> [Task brief] Transcribe each of the entries exactly.

> [Materials provided]

★ ★ ★ ★

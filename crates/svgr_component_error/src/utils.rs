use std::{borrow::Cow, path::Path};

use sugar_path::SugarPath;

use crate::CWD;

pub trait PathExt {
  /// Relative to the cwd set by [crate::ErrorKind::to_readable_string], the
  /// path as is otherwise.
  fn may_display_relative(&self) -> Cow<str>;
}

impl PathExt for Path {
  fn may_display_relative(&self) -> Cow<str> {
    if !self.is_absolute() || !CWD.is_set() {
      return self.to_string_lossy();
    }
    CWD.with(|cwd| Cow::Owned(self.relative(cwd).to_string_lossy().into_owned()))
  }
}

#[cfg(test)]
mod tests {
  use std::path::PathBuf;

  use super::*;

  #[test]
  fn relative_paths_are_kept() {
    let cwd = PathBuf::from("/project");
    CWD.set(&cwd, || {
      assert_eq!(Path::new("icons/a.svg").may_display_relative(), "icons/a.svg");
      assert_eq!(Path::new("/project/icons/a.svg").may_display_relative(), "icons/a.svg");
    });
    assert_eq!(Path::new("/project/icons/a.svg").may_display_relative(), "/project/icons/a.svg");
  }
}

★ ★ ★ ★

> [Completed task]
filename crates/svgr_component_error/src/utils.rs
use std::{borrow::Cow, path::Path};

use sugar_path::SugarPath;

use crate::CWD;

pub trait PathExt {
  /// Relative to the cwd set by [crate::ErrorKind::to_readable_string], the
  /// path as is otherwise.
  fn may_display_relative(&self) -> Cow<str>;
}

impl PathExt for Path {
  fn may_display_relative(&self) -> Cow<str> {
    if !self.is_absolute() || !CWD.is_set() {
      return self.to_string_lossy();
    }
    CWD.with(|cwd| Cow::Owned(self.relative(cwd).to_string_lossy().into_owned()))
  }
}

#[cfg(test)]
mod tests {
  use std::path::PathBuf;

  use super::*;

  #[test]
  fn relative_paths_are_kept() {
    let cwd = PathBuf::from("/project");
    CWD.set(&cwd, || {
      assert_eq!(Path::new("icons/a.svg").may_display_relative(), "icons/a.svg");
      assert_eq!(Path::new("/project/icons/a.svg").may_display_relative(), "icons/a.svg");
    });
    assert_eq!(Path::new("/project/icons/a.svg").may_display_relative(), "/project/icons/a.svg");
  }
}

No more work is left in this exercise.